→ **Aim of the exercise**:
All entries below are to be copied precisely as they appear.

→ **Supplied records**:

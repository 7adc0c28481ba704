use std::time::Duration;

use reqwest::{Client, Response, StatusCode};
use serde::Serialize;
use serde::de::DeserializeOwned;

use super::JobClient;
use super::error::ClientError;
use super::types::{
    CreateProcessRequest, CreateProcessResponse, JobHandle, JobOutput, JobRequest,
    JobStatus, ProcessIdRequest, ProcessOutputResponse, ProcessStatusResponse,
};

pub const DEFAULT_ENDPOINT: &str = "https://api.codemaker.ai";

pub struct CodemakerClient {
    api_key: String,
    client: Client,
    base_url: String,
}

impl CodemakerClient {
    /// `base_url` is the service root, e.g. [`DEFAULT_ENDPOINT`].
    pub fn with_base_url(api_key: String, base_url: String) -> Result<Self, ClientError> {
        let client = Client::builder()
            .connect_timeout(Duration::from_secs(10))
            .timeout(Duration::from_secs(120))
            .build()?;
        Ok(Self {
            api_key,
            client,
            base_url: base_url.trim_end_matches('/').to_string(),
        })
    }

    async fn post<B, R>(&self, path: &str, body: &B) -> Result<R, ClientError>
    where
        B: Serialize + ?Sized,
        R: DeserializeOwned,
    {
        let response = self
            .client
            .post(format!("{}{path}", self.base_url))
            .bearer_auth(&self.api_key)
            .json(body)
            .send()
            .await?;

        let response = check_status(response).await?;
        let bytes = response.bytes().await?;
        serde_json::from_slice(&bytes).map_err(|e| ClientError::Decode(e.to_string()))
    }
}

async fn check_status(response: Response) -> Result<Response, ClientError> {
    let status = response.status();

    if status == StatusCode::TOO_MANY_REQUESTS {
        let retry_after = response
            .headers()
            .get("retry-after")
            .and_then(|v| v.to_str().ok())
            .and_then(|v| v.parse::<u64>().ok())
            .map(|secs| secs.saturating_mul(1000))
            .unwrap_or(1000);
        return Err(ClientError::RateLimited {
            retry_after_ms: retry_after,
        });
    }

    if !status.is_success() {
        let message = response
            .text()
            .await
            .unwrap_or_else(|_| "unknown error".to_string());
        return Err(ClientError::Api {
            status: status.as_u16(),
            message,
        });
    }

    Ok(response)
}

impl JobClient for CodemakerClient {
    async fn submit(&self, request: &JobRequest) -> Result<JobHandle, ClientError> {
        let body = CreateProcessRequest::from(request);
        let resp: CreateProcessResponse = self.post("/process", &body).await?;
        Ok(resp.id)
    }

    async fn poll_status(&self, handle: &JobHandle) -> Result<JobStatus, ClientError> {
        let resp: ProcessStatusResponse = self
            .post("/process/status", &ProcessIdRequest { id: handle })
            .await?;
        Ok(resp.status)
    }

    async fn fetch_output(&self, handle: &JobHandle) -> Result<JobOutput, ClientError> {
        let resp: ProcessOutputResponse = self
            .post("/process/output", &ProcessIdRequest { id: handle })
            .await?;
        Ok(resp.output)
    }
}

→ **Task answer**:
repository 7adc0c28481ba704
use std::time::Duration;

use reqwest::{Client, Response, StatusCode};
use serde::Serialize;
use serde::de::DeserializeOwned;

use super::JobClient;
use super::error::ClientError;
use super::types::{
    CreateProcessRequest, CreateProcessResponse, JobHandle, JobOutput, JobRequest,
    JobStatus, ProcessIdRequest, ProcessOutputResponse, ProcessStatusResponse,
};

pub const DEFAULT_ENDPOINT: &str = "https://api.codemaker.ai";

pub struct CodemakerClient {
    api_key: String,
    client: Client,
    base_url: String,
}

impl CodemakerClient {
    /// `base_url` is the service root, e.g. [`DEFAULT_ENDPOINT`].
    pub fn with_base_url(api_key: String, base_url: String) -> Result<Self, ClientError> {
        let client = Client::builder()
            .connect_timeout(Duration::from_secs(10))
            .timeout(Duration::from_secs(120))
            .build()?;
        Ok(Self {
            api_key,
            client,
            base_url: base_url.trim_end_matches('/').to_string(),
        })
    }

    async fn post<B, R>(&self, path: &str, body: &B) -> Result<R, ClientError>
    where
        B: Serialize + ?Sized,
        R: DeserializeOwned,
    {
        let response = self
            .client
            .post(format!("{}{path}", self.base_url))
            .bearer_auth(&self.api_key)
            .json(body)
            .send()
            .await?;

        let response = check_status(response).await?;
        let bytes = response.bytes().await?;
        serde_json::from_slice(&bytes).map_err(|e| ClientError::Decode(e.to_string()))
    }
}

async fn check_status(response: Response) -> Result<Response, ClientError> {
    let status = response.status();

    if status == StatusCode::TOO_MANY_REQUESTS {
        let retry_after = response
            .headers()
            .get("retry-after")
            .and_then(|v| v.to_str().ok())
            .and_then(|v| v.parse::<u64>().ok())
            .map(|secs| secs.saturating_mul(1000))
            .unwrap_or(1000);
        return Err(ClientError::RateLimited {
            retry_after_ms: retry_after,
        });
    }

    if !status.is_success() {
        let message = response
            .text()
            .await
            .unwrap_or_else(|_| "unknown error".to_string());
        return Err(ClientError::Api {
            status: status.as_u16(),
            message,
        });
    }

    Ok(response)
}

impl JobClient for CodemakerClient {
    async fn submit(&self, request: &JobRequest) -> Result<JobHandle, ClientError> {
        let body = CreateProcessRequest::from(request);
        let resp: CreateProcessResponse = self.post("/process", &body).await?;
        Ok(resp.id)
    }

    async fn poll_status(&self, handle: &JobHandle) -> Result<JobStatus, ClientError> {
        let resp: ProcessStatusResponse = self
            .post("/process/status", &ProcessIdRequest { id: handle })
            .await?;
        Ok(resp.status)
    }

    async fn fetch_output(&self, handle: &JobHandle) -> Result<JobOutput, ClientError> {
        let resp: ProcessOutputResponse = self
            .post("/process/output", &ProcessIdRequest { id: handle })
            .await?;
        Ok(resp.output)
    }
}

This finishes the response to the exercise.